А есть – да – одиночество ребенка. Есть. Он хочет, чтобы мама была его и только его – и папа, и мир, и звезда с неба. И, наивно удивленный, болезненно испуганный, замечает, что нет – что один так, а другой иначе, а он сам должен искать и находить, – никто не выручит, не поможет. И он начинает строить свое здание – в сосредоточенном одиночестве, хорошо, если приязненном, не чуждом, не враждебном.
Когда я думаю (случается), что хватит, что конец близок, – и только сомнительное нечто (последнее здесь и первое там), по другую сторону, успокаивает, – утешаю себя тем, что не менее утомительный и трудный момент я уже пережил, – момент рождения: первый вдох, первый взгляд. Жизнь – удивительное существо, несколько шумное и сложное – и тело, и дух…

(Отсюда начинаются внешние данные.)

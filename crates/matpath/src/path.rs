//! Materialized path type and its nom parser.
//!
//! A [`TreePath`] is the root-to-node chain of keys, each segment preceded by
//! the separator: `/1/2/4`. Root paths still carry the leading separator so
//! every prefix test has the same shape.

use std::fmt;

use nom::{
    bytes::complete::take_till1,
    character::complete::char,
    combinator::all_consuming,
    multi::many1,
    sequence::preceded,
    IResult,
};

use crate::config::DepthBase;
use crate::error::{PathError, PathResult};

/// A validated materialized path.
///
/// Invariants upheld by every constructor:
/// - never empty
/// - starts with the separator
/// - contains no empty segment
#[derive(Debug, Clone, PartialEq, Eq, PartialOrd, Ord, Hash)]
#[cfg_attr(feature = "serde", derive(serde::Serialize, serde::Deserialize))]
#[cfg_attr(feature = "serde", serde(transparent))]
pub struct TreePath(String);

impl TreePath {
    /// Parses and validates a stored path string.
    ///
    /// # Examples
    ///
    /// ```rust
    /// use matpath::TreePath;
    ///
    /// let path = TreePath::parse("/1/2/4", '/').unwrap();
    /// assert_eq!(path.segments('/').collect::<Vec<_>>(), vec!["1", "2", "4"]);
    ///
    /// assert!(TreePath::parse("/1//4", '/').is_err());
    /// ```
    pub fn parse(input: &str, separator: char) -> PathResult<Self> {
        if input.is_empty() {
            return Err(PathError::Empty);
        }
        if !input.starts_with(separator) {
            return Err(PathError::MissingLeadingSeparator { separator });
        }

        match all_consuming(many1(segment(separator)))(input) {
            Ok(_) => Ok(Self(input.to_string())),
            Err(nom::Err::Error(e)) | Err(nom::Err::Failure(e)) => Err(PathError::InvalidSegment {
                position: input.len() - e.input.len(),
            }),
            Err(nom::Err::Incomplete(_)) => Err(PathError::InvalidSegment {
                position: input.len(),
            }),
        }
    }

    /// Builds the path of a root node: `separator + segment`.
    pub fn root(segment: &str, separator: char) -> PathResult<Self> {
        validate_segment(segment, separator)?;
        let mut inner = String::with_capacity(segment.len() + 1);
        inner.push(separator);
        inner.push_str(segment);
        Ok(Self(inner))
    }

    /// Builds the path of a direct child: `self + separator + segment`.
    pub fn child(&self, segment: &str, separator: char) -> PathResult<Self> {
        validate_segment(segment, separator)?;
        let mut inner = String::with_capacity(self.0.len() + segment.len() + 1);
        inner.push_str(&self.0);
        inner.push(separator);
        inner.push_str(segment);
        Ok(Self(inner))
    }

    /// Returns the path as a string slice.
    pub fn as_str(&self) -> &str {
        &self.0
    }

    /// Consumes the path, returning the inner string.
    pub fn into_string(self) -> String {
        self.0
    }

    /// Length of the path in bytes.
    pub fn len(&self) -> usize {
        self.0.len()
    }

    /// Always false for a validated path.
    pub fn is_empty(&self) -> bool {
        self.0.is_empty()
    }

    /// Iterates over the keys from the root down to this node.
    pub fn segments(&self, separator: char) -> impl Iterator<Item = &str> {
        self.0.split(separator).skip(1)
    }

    /// Last segment, i.e. the key of the node owning this path.
    pub fn last_segment(&self, separator: char) -> &str {
        self.0
            .rsplit(separator)
            .next()
            .unwrap_or_default()
    }

    /// Depth derived from the number of separators.
    ///
    /// ```rust
    /// use matpath::{DepthBase, TreePath};
    ///
    /// let path = TreePath::parse("/1/2/4", '/').unwrap();
    /// assert_eq!(path.depth('/', DepthBase::RootIsZero), 2);
    /// assert_eq!(path.depth('/', DepthBase::RootIsOne), 3);
    /// ```
    pub fn depth(&self, separator: char, base: DepthBase) -> usize {
        let separators = self.0.matches(separator).count();
        match base {
            DepthBase::RootIsZero => separators.saturating_sub(1),
            DepthBase::RootIsOne => separators,
        }
    }

    /// Path of the parent node, or `None` for a root path.
    pub fn parent_path(&self, separator: char) -> Option<Self> {
        let cut = self.0.rfind(separator)?;
        if cut == 0 {
            None
        } else {
            Some(Self(self.0[..cut].to_string()))
        }
    }

    /// The string every descendant path starts with: `self + separator`.
    ///
    /// The trailing separator is what keeps `/1/2` from matching `/1/20`.
    pub fn descendant_prefix(&self, separator: char) -> String {
        let mut prefix = String::with_capacity(self.0.len() + 1);
        prefix.push_str(&self.0);
        prefix.push(separator);
        prefix
    }

    /// Returns true if `other` lies strictly below this path.
    ///
    /// ```rust
    /// use matpath::TreePath;
    ///
    /// let two = TreePath::parse("/1/2", '/').unwrap();
    /// let twenty = TreePath::parse("/1/20", '/').unwrap();
    /// let four = TreePath::parse("/1/2/4", '/').unwrap();
    ///
    /// assert!(two.is_ancestor_of(&four, '/'));
    /// assert!(!two.is_ancestor_of(&twenty, '/'));
    /// assert!(!two.is_ancestor_of(&two, '/'));
    /// ```
    pub fn is_ancestor_of(&self, other: &TreePath, separator: char) -> bool {
        other.0.len() > self.0.len()
            && other.0.starts_with(&self.0)
            && other.0[self.0.len()..].starts_with(separator)
    }

    /// Returns true if this path lies strictly below `other`.
    pub fn is_descendant_of(&self, other: &TreePath, separator: char) -> bool {
        other.is_ancestor_of(self, separator)
    }

    /// Replaces the `old` prefix with `new`, keeping the suffix verbatim.
    ///
    /// Returns `None` when this path is neither `old` nor below it.
    pub fn rewrite_prefix(&self, old: &TreePath, new: &TreePath, separator: char) -> Option<Self> {
        if self == old {
            return Some(new.clone());
        }
        if !old.is_ancestor_of(self, separator) {
            return None;
        }
        let mut inner = String::with_capacity(new.0.len() + self.0.len() - old.0.len());
        inner.push_str(&new.0);
        inner.push_str(&self.0[old.0.len()..]);
        Some(Self(inner))
    }
}

impl fmt::Display for TreePath {
    fn fmt(&self, f: &mut fmt::Formatter<'_>) -> fmt::Result {
        f.write_str(&self.0)
    }
}

impl AsRef<str> for TreePath {
    fn as_ref(&self) -> &str {
        &self.0
    }
}

/// Checks that a key or label can be used as a path segment.
pub fn validate_segment(segment: &str, separator: char) -> PathResult<()> {
    if segment.is_empty() {
        return Err(PathError::Empty);
    }
    if segment.contains(separator) {
        return Err(PathError::SeparatorInSegment {
            segment: segment.to_string(),
            separator,
        });
    }
    Ok(())
}

fn segment(separator: char) -> impl Fn(&str) -> IResult<&str, &str> {
    move |input| preceded(char(separator), take_till1(move |c| c == separator))(input)
}

#[cfg(test)]
mod tests {
    use super::*;

    fn path(s: &str) -> TreePath {
        TreePath::parse(s, '/').expect("valid path")
    }

    #[test]
    fn test_parse_valid() {
        assert_eq!(path("/1").as_str(), "/1");
        assert_eq!(path("/1/2/4").as_str(), "/1/2/4");
        assert_eq!(path("/a.b/c-d").as_str(), "/a.b/c-d");
    }

    #[test]
    fn test_parse_empty() {
        assert_eq!(TreePath::parse("", '/'), Err(PathError::Empty));
    }

    #[test]
    fn test_parse_missing_leading_separator() {
        assert_eq!(
            TreePath::parse("1/2", '/'),
            Err(PathError::MissingLeadingSeparator { separator: '/' })
        );
    }

    #[test]
    fn test_parse_empty_segment_position() {
        assert_eq!(
            TreePath::parse("/1//4", '/'),
            Err(PathError::InvalidSegment { position: 2 })
        );
        assert_eq!(
            TreePath::parse("/1/", '/'),
            Err(PathError::InvalidSegment { position: 2 })
        );
        assert_eq!(
            TreePath::parse("/", '/'),
            Err(PathError::InvalidSegment { position: 1 })
        );
    }

    #[test]
    fn test_depth_of_unvalidated_path() {
        // Deserialized paths skip validation.
        let bare = TreePath("1".to_string());
        assert_eq!(bare.depth('/', DepthBase::RootIsZero), 0);
        assert_eq!(bare.depth('/', DepthBase::RootIsOne), 0);
    }

    #[test]
    fn test_parse_custom_separator() {
        let p = TreePath::parse(".1.2", '.').unwrap();
        assert_eq!(p.segments('.').collect::<Vec<_>>(), vec!["1", "2"]);
        assert!(TreePath::parse("/1/2", '.').is_err());
    }

    #[test]
    fn test_root_and_child() {
        let root = TreePath::root("1", '/').unwrap();
        assert_eq!(root.as_str(), "/1");

        let child = root.child("2", '/').unwrap();
        assert_eq!(child.as_str(), "/1/2");
        assert_eq!(child.last_segment('/'), "2");
    }

    #[test]
    fn test_segment_with_separator_rejected() {
        let err = TreePath::root("a/b", '/').unwrap_err();
        assert!(matches!(err, PathError::SeparatorInSegment { .. }));

        let root = path("/1");
        assert_eq!(root.child("", '/'), Err(PathError::Empty));
    }

    #[test]
    fn test_depth() {
        assert_eq!(path("/1").depth('/', DepthBase::RootIsZero), 0);
        assert_eq!(path("/1/2/4").depth('/', DepthBase::RootIsZero), 2);
        assert_eq!(path("/1").depth('/', DepthBase::RootIsOne), 1);
    }

    #[test]
    fn test_parent_path() {
        assert_eq!(path("/1/2/4").parent_path('/'), Some(path("/1/2")));
        assert_eq!(path("/1").parent_path('/'), None);
    }

    #[test]
    fn test_ancestor_separator_boundary() {
        let two = path("/1/2");
        let twenty = path("/1/20");
        let two_four = path("/1/2/4");

        assert!(!two.is_ancestor_of(&twenty, '/'));
        assert!(two.is_ancestor_of(&two_four, '/'));
        assert!(two_four.is_descendant_of(&two, '/'));
        assert!(!twenty.is_descendant_of(&two, '/'));
    }

    #[test]
    fn test_rewrite_prefix() {
        let old = path("/1/2");
        let new = path("/1/3/2");

        assert_eq!(path("/1/2").rewrite_prefix(&old, &new, '/'), Some(new.clone()));
        assert_eq!(
            path("/1/2/4/7").rewrite_prefix(&old, &new, '/'),
            Some(path("/1/3/2/4/7"))
        );
        assert_eq!(path("/1/20").rewrite_prefix(&old, &new, '/'), None);
        assert_eq!(path("/1").rewrite_prefix(&old, &new, '/'), None);
    }

    #[test]
    fn test_descendant_prefix() {
        assert_eq!(path("/1/2").descendant_prefix('/'), "/1/2/");
    }
}
//! Mock store for unit tests.

use std::collections::BTreeMap;
use std::sync::Mutex;

use matpath::{Node, NodeId, TreeConfig, TreePath};

use crate::error::TreeResult;
use crate::filter::{FieldUpdate, PrefixRewrite, RowFilter};
use crate::traits::{PathStore, StoreTransaction};

/// Mock store keeping rows ordered by key.
pub(crate) struct MockStore {
    rows: Mutex<BTreeMap<NodeId, Node>>,
}

impl MockStore {
    pub(crate) fn new() -> Self {
        Self {
            rows: Mutex::new(BTreeMap::new()),
        }
    }

    /// Rows from `(id, parent)` pairs, no paths computed.
    pub(crate) fn from_links(links: &[(u64, Option<u64>)]) -> Self {
        let store = Self::new();
        for &(id, parent) in links {
            store.insert(Node::new(id, parent.map(NodeId::from)));
        }
        store
    }

    /// Rows from `(id, parent, path)` triples.
    pub(crate) fn with_paths(rows: &[(u64, Option<u64>, &str)]) -> Self {
        let store = Self::new();
        for &(id, parent, path) in rows {
            let mut node = Node::new(id, parent.map(NodeId::from));
            node.path = Some(TreePath::parse(path, '/').expect("valid test path"));
            store.insert(node);
        }
        store
    }

    pub(crate) fn insert(&self, node: Node) {
        self.rows.lock().unwrap().insert(node.id.clone(), node);
    }

    pub(crate) fn node(&self, id: u64) -> Node {
        self.rows
            .lock()
            .unwrap()
            .get(&NodeId::from(id))
            .cloned()
            .expect("node exists")
    }

    pub(crate) fn path_of(&self, id: u64) -> Option<String> {
        self.node(id).path.map(TreePath::into_string)
    }
}

impl PathStore for MockStore {
    fn get(&self, _tree: &TreeConfig, id: &NodeId) -> TreeResult<Option<Node>> {
        Ok(self.rows.lock().unwrap().get(id).cloned())
    }

    fn get_many(&self, _tree: &TreeConfig, ids: &[NodeId]) -> TreeResult<Vec<Node>> {
        let rows = self.rows.lock().unwrap();
        Ok(ids.iter().filter_map(|id| rows.get(id).cloned()).collect())
    }

    fn fetch_where(&self, tree: &TreeConfig, filter: &RowFilter) -> TreeResult<Vec<Node>> {
        let rows = self.rows.lock().unwrap();
        Ok(rows
            .values()
            .filter(|n| filter.matches(n, tree.separator))
            .cloned()
            .collect())
    }

    fn update_where(
        &self,
        tree: &TreeConfig,
        filter: &RowFilter,
        fields: &[FieldUpdate],
    ) -> TreeResult<usize> {
        let mut rows = self.rows.lock().unwrap();
        let mut count = 0;
        for node in rows.values_mut() {
            if filter.matches(node, tree.separator) {
                for field in fields {
                    field.apply(node);
                }
                count += 1;
            }
        }
        Ok(count)
    }

    fn rewrite_prefix(&self, tree: &TreeConfig, rewrite: &PrefixRewrite) -> TreeResult<usize> {
        let mut rows = self.rows.lock().unwrap();
        Ok(rows
            .values_mut()
            .map(|node| rewrite.apply(node, tree.separator))
            .filter(|hit| *hit)
            .count())
    }

    fn assign_root_paths(&self, tree: &TreeConfig) -> TreeResult<usize> {
        let mut rows = self.rows.lock().unwrap();
        let mut count = 0;
        for node in rows.values_mut().filter(|n| n.parent_id.is_none()) {
            node.path = Some(tree.path_for(node, None)?);
            if tree.has_explicit_path() {
                node.explicit_path = Some(tree.explicit_path_for(node, None)?);
            }
            count += 1;
        }
        Ok(count)
    }

    fn resolve_next_level(&self, tree: &TreeConfig) -> TreeResult<usize> {
        let mut rows = self.rows.lock().unwrap();
        let mut resolved = Vec::new();
        for node in rows.values().filter(|n| n.path.is_none()) {
            let parent_path = node
                .parent_id
                .as_ref()
                .and_then(|p| rows.get(p))
                .and_then(|p| p.path.as_ref());
            if let Some(parent_path) = parent_path {
                resolved.push((node.id.clone(), tree.path_for(node, Some(parent_path))?));
            }
        }
        let count = resolved.len();
        for (id, path) in resolved {
            if let Some(node) = rows.get_mut(&id) {
                node.path = Some(path);
            }
        }
        Ok(count)
    }

    fn resolve_next_explicit_level(&self, tree: &TreeConfig) -> TreeResult<usize> {
        let mut rows = self.rows.lock().unwrap();
        let mut resolved = Vec::new();
        for node in rows.values().filter(|n| n.explicit_path.is_none()) {
            let parent_explicit = node
                .parent_id
                .as_ref()
                .and_then(|p| rows.get(p))
                .and_then(|p| p.explicit_path.as_ref());
            if let Some(parent_explicit) = parent_explicit {
                let explicit = tree.explicit_path_for(node, Some(parent_explicit))?;
                resolved.push((node.id.clone(), explicit));
            }
        }
        let count = resolved.len();
        for (id, explicit) in resolved {
            if let Some(node) = rows.get_mut(&id) {
                node.explicit_path = Some(explicit);
            }
        }
        Ok(count)
    }

    fn transaction(&self) -> TreeResult<Box<dyn StoreTransaction + '_>> {
        let snapshot = self.rows.lock().unwrap().clone();
        Ok(Box::new(MockTransaction {
            store: self,
            snapshot: Some(snapshot),
        }))
    }
}

struct MockTransaction<'a> {
    store: &'a MockStore,
    snapshot: Option<BTreeMap<NodeId, Node>>,
}

impl StoreTransaction for MockTransaction<'_> {
    fn commit(mut self: Box<Self>) -> TreeResult<()> {
        self.snapshot = None;
        Ok(())
    }
}

impl Drop for MockTransaction<'_> {
    fn drop(&mut self) {
        if let Some(snapshot) = self.snapshot.take() {
            *self.store.rows.lock().unwrap() = snapshot;
        }
    }
}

Боль матери. О да! Но и его тоже – ребенка, – когда что-то сжимает кости черепа, когда чужая сила – первый крик. Воздух, словно кинжал в горле. В груди душно, внутренности словно наполнились ледяным холодом. Неумелый, беспомощный, голый и одинокий. Дрожит. Первая волна крови – уже своей собственной. Первое купание – непонятные, шершавые, болезненные прикосновения. Чужие стихии – воздух и вода.
Получилось. Дышит. Живет!
Первая спокойная сладость теплого молока. Грудь. Получилось. Сосет. Изумление, чудо. Надо – губами, языком, носом, горлом, глотанием! Первое трудное, неумелое принятие пищи. И – благословенный сон.
Первый испуганный взгляд. Вокруг свет, тени, тучи, звуки далекого мира. Что-то происходит? Его собственная, одинокая жалоба, когда больно.
Вздрогнул, потянулся, жмурится. Пошевелил головой, зевнул, вздохнул, румянец, морщит лоб, разглаживает, сто гримас лица, движения губ, рук, ног – лежит, смотрит. Познает себя!
Потому что пока все, что возле него, вокруг, над и внутри, – вместе – одно – неисследованное, неведомое. Подушка и мать, сияние лампы и тиканье часов – одно таинственное и большое целое (здесь, в комнате, там, за окном), и он – мутный хаос, загадка величайшая, первостепенная.
Смотрит, ждет. Проходят столетия. (Время ребенка не знает календарей.)
Ты исследуешь. Пробуешь. Упражняешься, юный гражданин. Хочешь узнать, выудить из хаоса. Извлекаешь из себя и впитываешь жизнь – другую, новую, тревожную, непонятную – уже гениально предчувствуемую и желанную.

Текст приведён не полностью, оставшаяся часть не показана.